19004 フランシス・ハーディング「嘘の木」

 THE 暗黒乙女小説!!!

嘘の木

嘘の木

 

 暗黒乙女小説とは!!

定義ははっきりとわかんないけどどす黒い怨恨を抱える美少女が環境に虐げられながらも強かに己の欲望を叶えるためにちょっと引くレベルで暗躍する感じかな!得意なセリフは「死ねばいいのに」「死んでしまえばいいのに」

代表的と言われるのがシャーリィ・ジャクスンの「ずっとお城で暮らしてる」なのですが、近々映画化するらしい…

ずっとお城で暮らしてる (創元推理文庫)

ずっとお城で暮らしてる (創元推理文庫)

 

 

今回読んだ「嘘の木」、前から面白そうなのはわかっていたのだけど児童文学賞を受賞したとのことで、児童文学はそんなに得意じゃないからどうだろうと思ったら大人が読んだほうが面白い感じの本でした。

 

時代は1800年代中盤、ダーウィンが進化論を発表して9年くらい経ったころ、ワケありで一家がイギリスから少し離れた島(架空の島、おそらくチャネル諸島あたりかなあ?イギリス本土からそう離れていないけれど、本土の噂が簡単には届かない場所で、氷河期くらいの遺跡が出てくるらしい)へ引っ越してくるところから始まるのだけど、多感で鋭敏で利発的な主人公、フェイスは教会牧師で自然科学者である父親を尊敬し、彼が土地を離れる原因となった汚名に対して心を痛めてなにか出来ないものかと密かに案じていたが、当時社交界デビューもしていない少女ができることなどほとんどなく、父の影響で身につけた知識も無用の長物となっていた。

新しい土地で歓待を受けるも、すぐに父の汚名の原因となった噂が行き渡り、立場が悪くなったと同時にフェイスは父の秘密を僅かながら知るが、その矢先に父親が謎の死を遂げる。

 

美しく強かで自分の都合で子どもを振り回す母親と物心がろくにつかないわがままざかりの弟に翻弄され、尊敬する父親からは過小評価され、と、あまり居場所のない少女がなんとか自分の知性を頼りに自分の信じるものを守ろうとするのだけど、そこに絡んでくる異様なファンタジー要素や心の拠り所としているのが蛇の飼育というあたりがびんびんに暗黒乙女小説。

読んでいて、これを吉野朔実が読んでいたらどんなイラストを付けて紹介してくれただろうかと惜しく思いました。「ずっとお城で暮らしてる」も美しいイラストで「死ねばいいのに」というセリフ付きで紹介してくれたものな…

 

時代背景はダーウィンの進化論により、それまで信じてきた創世記などが覆されつつある、文化的にも動乱の時期のお話で、当時はいまよりさらに女性が軽視され、教会の教とともに様々な偏見が横行していたのだけど、そこを行間で浮き彫りにし、明言はしないものの百合の香りすらする現代だからこそ書けるお話でありました。

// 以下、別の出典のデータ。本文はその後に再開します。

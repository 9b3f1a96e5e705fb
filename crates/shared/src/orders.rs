//! Wire payloads exchanged with the order API.
//!
//! Ids travel as strings, matching what the storefront form posts.

use serde::{Deserialize, Serialize};
use topup_domain::{DomainError, FormValueMap, OrderFormData};

/// Body of `POST /api/orders`.
#[derive(Debug, Clone, PartialEq, Serialize, Deserialize)]
pub struct CreateOrderRequest {
    pub package_id: String,
    pub payment_method_id: String,
    pub game_data: FormValueMap,
    pub quantity: u32,
}

impl From<&OrderFormData> for CreateOrderRequest {
    fn from(order: &OrderFormData) -> Self {
        Self {
            package_id: order.package_id.to_string(),
            payment_method_id: order.payment_method_id.to_string(),
            game_data: order.game_data.clone(),
            quantity: order.quantity,
        }
    }
}

impl TryFrom<CreateOrderRequest> for OrderFormData {
    type Error = DomainError;

    fn try_from(request: CreateOrderRequest) -> Result<Self, Self::Error> {
        if request.quantity == 0 {
            return Err(DomainError::validation("quantity must be at least 1"));
        }
        Ok(Self {
            package_id: request.package_id.parse()?,
            payment_method_id: request.payment_method_id.parse()?,
            game_data: request.game_data,
            quantity: request.quantity,
        })
    }
}

/// Successful response of `POST /api/orders`.
#[derive(Debug, Clone, PartialEq, Eq, Serialize, Deserialize)]
pub struct CreateOrderResponse {
    pub order_id: i64,
}

/// Error body returned by the order API.
#[derive(Debug, Clone, PartialEq, Eq, Serialize, Deserialize)]
pub struct ApiErrorBody {
    pub error: String,
}

#[cfg(test)]
mod tests {
    use super::*;
    use topup_domain::{FormValue, PackageId, PaymentMethodId};

    fn order() -> OrderFormData {
        let mut game_data = FormValueMap::new();
        game_data.insert("game_uid".into(), FormValue::text("123456789"));
        OrderFormData {
            package_id: PackageId::new(2),
            payment_method_id: PaymentMethodId::new(3),
            game_data,
            quantity: 2,
        }
    }

    #[test]
    fn request_carries_ids_as_strings() {
        let json = serde_json::to_value(CreateOrderRequest::from(&order())).unwrap();
        assert_eq!(
            json,
            serde_json::json!({
                "package_id": "2",
                "payment_method_id": "3",
                "game_data": {"game_uid": "123456789"},
                "quantity": 2
            })
        );
    }

    #[test]
    fn request_converts_back_to_order() {
        let request = CreateOrderRequest::from(&order());
        assert_eq!(OrderFormData::try_from(request).unwrap(), order());

        let bad = CreateOrderRequest {
            package_id: "abc".into(),
            ..CreateOrderRequest::from(&order())
        };
        assert!(matches!(
            OrderFormData::try_from(bad),
            Err(DomainError::InvalidId(_))
        ));

        let empty = CreateOrderRequest {
            quantity: 0,
            ..CreateOrderRequest::from(&order())
        };
        assert!(OrderFormData::try_from(empty).is_err());
    }

    #[test]
    fn error_body_shape() {
        let body: ApiErrorBody = serde_json::from_str(r#"{"error": "Forbidden"}"#).unwrap();
        assert_eq!(body.error, "Forbidden");
    }
}
//! Application services
//!
//! Services depend on port traits, not concrete infrastructure
//! implementations.

pub mod topup_form;

pub use topup_form::{FormStatus, SubmitOutcome, TopupForm, TopupFormOptions};
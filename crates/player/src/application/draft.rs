//! Debounced draft persistence for in-progress forms.
//!
//! A [`DraftSaver`] owns the in-memory state of one form and mirrors it into
//! platform storage under `draft_<key>`. Edits schedule a save after the
//! autosave delay; each new edit replaces the pending save, so only the latest
//! state is written. Drafts older than the expiry window are purged when
//! checked.
//!
//! Storage failures are logged and otherwise ignored: a draft is a
//! convenience, never a reason to block the form.
//!
//! The stored record is the caller's state as a JSON object plus `lastSaved`
//! (epoch millis):
//!
//! ```json
//! {"package_id": 2, "game_data": {"game_uid": "123456789"}, "lastSaved": 1735689600000}
//! ```

use std::fmt;
use std::sync::{Arc, Mutex, MutexGuard, PoisonError};
use std::time::Duration;

use chrono::{DateTime, Utc};
use serde::de::DeserializeOwned;
use serde::Serialize;
use serde_json::{Map, Value};
use tokio::runtime::Handle;
use tokio::task::JoinHandle;

use crate::ports::outbound::storage_keys;
use crate::state::Platform;

/// Field holding the save timestamp in the stored record.
pub const LAST_SAVED_FIELD: &str = "lastSaved";

pub const DEFAULT_EXPIRE_AFTER: Duration = Duration::from_secs(24 * 60 * 60);
pub const DEFAULT_AUTOSAVE_DELAY: Duration = Duration::from_millis(2000);

#[derive(Debug, Clone, PartialEq, Eq)]
pub struct DraftOptions {
    /// Logical key; stored as `draft_<key>`
    pub key: String,
    pub expire_after: Duration,
    pub autosave_delay: Duration,
}

impl DraftOptions {
    pub fn new(key: impl Into<String>) -> Self {
        Self {
            key: key.into(),
            expire_after: DEFAULT_EXPIRE_AFTER,
            autosave_delay: DEFAULT_AUTOSAVE_DELAY,
        }
    }

    pub fn with_expire_after(mut self, expire_after: Duration) -> Self {
        self.expire_after = expire_after;
        self
    }

    pub fn with_autosave_delay(mut self, autosave_delay: Duration) -> Self {
        self.autosave_delay = autosave_delay;
        self
    }

    pub fn storage_key(&self) -> String {
        storage_keys::draft(&self.key)
    }
}

/// Where the saver is in its save cycle.
#[derive(Debug, Clone, Copy, PartialEq, Eq)]
pub enum DraftPhase {
    /// Nothing scheduled
    Idle,
    /// A debounced save is waiting for the delay to pass
    PendingSave,
    /// The last scheduled or forced save completed
    Saved,
}

/// What the last storage check or save found.
#[derive(Debug, Clone, Copy, Default, PartialEq, Eq)]
pub struct DraftInfo {
    pub last_saved: Option<DateTime<Utc>>,
    /// The stored draft had expired and was purged
    pub expired: bool,
}

type Callback<T> = Arc<dyn Fn(&T) + Send + Sync>;

struct DraftState<T> {
    data: T,
    has_draft: bool,
    info: DraftInfo,
    phase: DraftPhase,
    pending: Option<JoinHandle<()>>,
    /// Bumped whenever a pending save is scheduled or cancelled
    generation: u64,
    on_save: Option<Callback<T>>,
    on_restore: Option<Callback<T>>,
}

impl<T> DraftState<T> {
    fn cancel_pending(&mut self) -> bool {
        self.generation = self.generation.wrapping_add(1);
        match self.pending.take() {
            Some(handle) => {
                handle.abort();
                true
            }
            None => false,
        }
    }
}

struct Shared<T> {
    storage_key: String,
    options: DraftOptions,
    platform: Platform,
    state: Mutex<DraftState<T>>,
}

/// Debounced, expiring local draft of a form's state.
pub struct DraftSaver<T> {
    shared: Arc<Shared<T>>,
}

impl<T> DraftSaver<T>
where
    T: Serialize + DeserializeOwned + Clone + Send + 'static,
{
    /// Creates the saver and checks storage once for an existing draft.
    ///
    /// The stored draft is not applied; call [`DraftSaver::restore_draft`] if
    /// the user accepts it.
    pub fn new(initial: T, options: DraftOptions, platform: Platform) -> Self {
        let saver = Self {
            shared: Arc::new(Shared {
                storage_key: options.storage_key(),
                options,
                platform,
                state: Mutex::new(DraftState {
                    data: initial,
                    has_draft: false,
                    info: DraftInfo::default(),
                    phase: DraftPhase::Idle,
                    pending: None,
                    generation: 0,
                    on_save: None,
                    on_restore: None,
                }),
            }),
        };
        saver.check_draft();
        saver
    }

    /// Called with the saved state after every successful write.
    pub fn with_on_save(self, callback: impl Fn(&T) + Send + Sync + 'static) -> Self {
        self.shared.lock().on_save = Some(Arc::new(callback));
        self
    }

    /// Called with the restored state after a successful restore.
    pub fn with_on_restore(self, callback: impl Fn(&T) + Send + Sync + 'static) -> Self {
        self.shared.lock().on_restore = Some(Arc::new(callback));
        self
    }

    pub fn options(&self) -> &DraftOptions {
        &self.shared.options
    }

    /// Snapshot of the current in-memory state.
    pub fn data(&self) -> T {
        self.shared.lock().data.clone()
    }

    pub fn has_draft(&self) -> bool {
        self.shared.lock().has_draft
    }

    pub fn draft_info(&self) -> DraftInfo {
        self.shared.lock().info
    }

    /// Whether a debounced save is waiting to run.
    pub fn is_auto_saving(&self) -> bool {
        self.shared.lock().phase == DraftPhase::PendingSave
    }

    pub fn phase(&self) -> DraftPhase {
        self.shared.lock().phase
    }

    /// Edits the state and, if it has any content, schedules a save.
    pub fn update_data(&self, update: impl FnOnce(&mut T)) {
        let mut state = self.shared.lock();
        update(&mut state.data);
        self.schedule_if_content(state);
    }

    /// Replaces the state and, if it has any content, schedules a save.
    pub fn replace_data(&self, data: T) {
        let mut state = self.shared.lock();
        state.data = data;
        self.schedule_if_content(state);
    }

    /// Reads the stored draft, purging it if expired or unreadable.
    pub fn check_draft(&self) -> Option<T> {
        self.shared.check_draft()
    }

    /// Replaces the in-memory state with a valid stored draft.
    pub fn restore_draft(&self) -> bool {
        let Some(data) = self.shared.check_draft() else {
            return false;
        };

        let on_restore = {
            let mut state = self.shared.lock();
            state.data = data.clone();
            state.on_restore.clone()
        };
        tracing::debug!(key = %self.shared.storage_key, "Draft restored");
        if let Some(callback) = on_restore {
            callback(&data);
        }
        true
    }

    /// Deletes the stored draft and cancels any pending save.
    pub fn clear_draft(&self) {
        let mut state = self.shared.lock();
        state.cancel_pending();
        if state.phase == DraftPhase::PendingSave {
            state.phase = DraftPhase::Idle;
        }
        if let Err(error) = self.shared.platform.storage_remove(&self.shared.storage_key) {
            tracing::error!(key = %self.shared.storage_key, error = %error, "Failed to clear draft");
            return;
        }
        state.has_draft = false;
        state.info = DraftInfo::default();
    }

    /// Writes the current state now, replacing any pending save.
    pub fn save_draft(&self) -> bool {
        let snapshot = {
            let mut state = self.shared.lock();
            state.cancel_pending();
            state.data.clone()
        };
        self.shared.write(&snapshot, None)
    }

    /// Forces a pending debounced save to happen now (page-unload hook).
    ///
    /// Does nothing when no save is pending.
    pub fn flush_pending(&self) -> bool {
        let snapshot = {
            let mut state = self.shared.lock();
            if !state.cancel_pending() {
                return false;
            }
            state.data.clone()
        };
        self.shared.write(&snapshot, None)
    }

    fn schedule_if_content(&self, mut state: MutexGuard<'_, DraftState<T>>) {
        if !has_content(&state.data) {
            // Edits that blank the form drop any save queued for older content.
            if state.cancel_pending() && state.phase == DraftPhase::PendingSave {
                state.phase = DraftPhase::Idle;
            }
            return;
        }

        state.cancel_pending();
        let generation = state.generation;

        match Handle::try_current() {
            Ok(runtime) => {
                let shared = Arc::clone(&self.shared);
                let delay = self.shared.options.autosave_delay;
                state.phase = DraftPhase::PendingSave;
                state.pending = Some(runtime.spawn(async move {
                    tokio::time::sleep(delay).await;
                    shared.fire(generation);
                }));
            }
            Err(_) => {
                tracing::warn!(
                    key = %self.shared.storage_key,
                    "No async runtime for debounced draft save, saving immediately"
                );
                let snapshot = state.data.clone();
                drop(state);
                self.shared.write(&snapshot, None);
            }
        }
    }
}

impl<T> Shared<T>
where
    T: Serialize + DeserializeOwned + Clone + Send + 'static,
{
    fn lock(&self) -> MutexGuard<'_, DraftState<T>> {
        self.state.lock().unwrap_or_else(PoisonError::into_inner)
    }

    /// Debounce timer expiry.
    fn fire(&self, generation: u64) {
        let snapshot = {
            let mut state = self.lock();
            if state.generation != generation {
                return;
            }
            state.pending = None;
            if !has_content(&state.data) {
                state.phase = DraftPhase::Idle;
                return;
            }
            state.data.clone()
        };
        self.write(&snapshot, Some(generation));
    }

    /// Stamps and stores `data`. Returns whether the write succeeded.
    fn write(&self, data: &T, generation: Option<u64>) -> bool {
        let now = self.platform.now_millis();
        let record = match encode_record(data, now) {
            Ok(record) => record,
            Err(error) => {
                tracing::error!(key = %self.storage_key, error = %error, "Failed to serialize draft");
                return false;
            }
        };

        if let Err(error) = self.platform.storage_save(&self.storage_key, &record) {
            tracing::error!(key = %self.storage_key, error = %error, "Failed to save draft");
            let mut state = self.lock();
            if generation.map_or(true, |g| g == state.generation) {
                state.phase = DraftPhase::Idle;
            }
            return false;
        }

        let on_save = {
            let mut state = self.lock();
            state.has_draft = true;
            state.info = DraftInfo {
                last_saved: millis_to_datetime(now),
                expired: false,
            };
            // A newer edit may have scheduled another save meanwhile.
            if generation.map_or(true, |g| g == state.generation) {
                state.phase = DraftPhase::Saved;
            }
            state.on_save.clone()
        };
        tracing::debug!(key = %self.storage_key, saved_at = now, "Draft saved");
        if let Some(callback) = on_save {
            callback(data);
        }
        true
    }

    fn check_draft(&self) -> Option<T> {
        let Some(stored) = self.platform.storage_load(&self.storage_key) else {
            let mut state = self.lock();
            state.has_draft = false;
            state.info = DraftInfo::default();
            return None;
        };

        let (data, last_saved) = match decode_record::<T>(&stored) {
            Ok(decoded) => decoded,
            Err(error) => {
                tracing::error!(key = %self.storage_key, error = %error, "Stored draft is unreadable, removing it");
                self.remove_quietly();
                let mut state = self.lock();
                state.has_draft = false;
                state.info = DraftInfo::default();
                return None;
            }
        };

        let age = self.platform.now_millis().saturating_sub(last_saved);
        let expired = u128::from(age) > self.options.expire_after.as_millis();

        {
            let mut state = self.lock();
            state.info = DraftInfo {
                last_saved: millis_to_datetime(last_saved),
                expired,
            };
            state.has_draft = !expired;
        }

        if expired {
            tracing::info!(key = %self.storage_key, age_ms = age, "Draft expired, removing it");
            self.remove_quietly();
            return None;
        }
        Some(data)
    }

    fn remove_quietly(&self) {
        if let Err(error) = self.platform.storage_remove(&self.storage_key) {
            tracing::error!(key = %self.storage_key, error = %error, "Failed to remove draft");
        }
    }
}

impl<T> Drop for DraftSaver<T> {
    fn drop(&mut self) {
        let mut state = self.shared.state.lock().unwrap_or_else(PoisonError::into_inner);
        state.cancel_pending();
    }
}

impl<T> fmt::Debug for DraftSaver<T> {
    fn fmt(&self, f: &mut fmt::Formatter<'_>) -> fmt::Result {
        f.debug_struct("DraftSaver")
            .field("key", &self.shared.storage_key)
            .finish_non_exhaustive()
    }
}

#[derive(Debug, thiserror::Error)]
enum RecordError {
    #[error("draft state must serialize to a JSON object")]
    NotAnObject,
    #[error("draft record has no valid 'lastSaved' timestamp")]
    MissingTimestamp,
    #[error(transparent)]
    Json(#[from] serde_json::Error),
}

fn encode_record<T: Serialize>(data: &T, now_millis: u64) -> Result<String, RecordError> {
    let Value::Object(mut fields) = serde_json::to_value(data)? else {
        return Err(RecordError::NotAnObject);
    };
    fields.insert(LAST_SAVED_FIELD.to_string(), Value::from(now_millis));
    Ok(serde_json::to_string(&fields)?)
}

fn decode_record<T: DeserializeOwned>(raw: &str) -> Result<(T, u64), RecordError> {
    let mut fields: Map<String, Value> = serde_json::from_str(raw)?;
    let last_saved = fields
        .remove(LAST_SAVED_FIELD)
        .and_then(|value| {
            value
                .as_u64()
                .or_else(|| value.as_f64().filter(|v| *v >= 0.0).map(|v| v as u64))
        })
        .ok_or(RecordError::MissingTimestamp)?;
    let data = serde_json::from_value(Value::Object(fields))?;
    Ok((data, last_saved))
}

fn millis_to_datetime(millis: u64) -> Option<DateTime<Utc>> {
    i64::try_from(millis)
        .ok()
        .and_then(DateTime::from_timestamp_millis)
}

/// Whether any field holds a non-blank string, a non-zero number, a non-empty
/// list, any boolean, or a nested object with content of its own.
fn has_content<T: Serialize>(data: &T) -> bool {
    match serde_json::to_value(data) {
        Ok(Value::Object(fields)) => fields.values().any(value_has_content),
        Ok(other) => value_has_content(&other),
        Err(_) => false,
    }
}

fn value_has_content(value: &Value) -> bool {
    match value {
        Value::Null => false,
        Value::Bool(_) => true,
        Value::Number(number) => number.as_f64().map_or(true, |n| n != 0.0),
        Value::String(text) => !text.trim().is_empty(),
        Value::Array(items) => !items.is_empty(),
        Value::Object(fields) => fields.values().any(value_has_content),
    }
}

ダーウィニズム、神学的、フェミニズム、どの側面から読んでも興味深い。あの時代のイギリスが好きなら道具立ても面白いと思うのですよ。コルセットとかもあるけど、当時の文化として遺体と家族が一緒に写真を撮って写真の遺体が目を開いているように細工をするとかね、今見たら絶対怖いやつじゃん…って思いながら興味深く読みました。あと、葬儀の文化として泣き女がいたらしい。あの民俗的風習前から気になっていたのよね…

 

良い小説は登場人物全員に見どころを与えるのだけどこの作品もそうで、ムカつくキャラクターにも美点があるのを正面から捉えようとするところにその視線のもとである主人公の素直さも浮き彫りになり、私のようなひねくれた読者でもストンと落ち着かせるところがありました。

 

ミステリ要素のあるファンタジーだからミステリランキングにも絡んでいたけれど、ハラハラありの、スリラー要素ありので面白かったなあ。暗黒乙女小説ってキーワードにピンときたら読むといいですよ。

この作者の新作もまたすごく面白そうなので近々入手する予定。著作が他にもあるらしいので翻訳を希望します。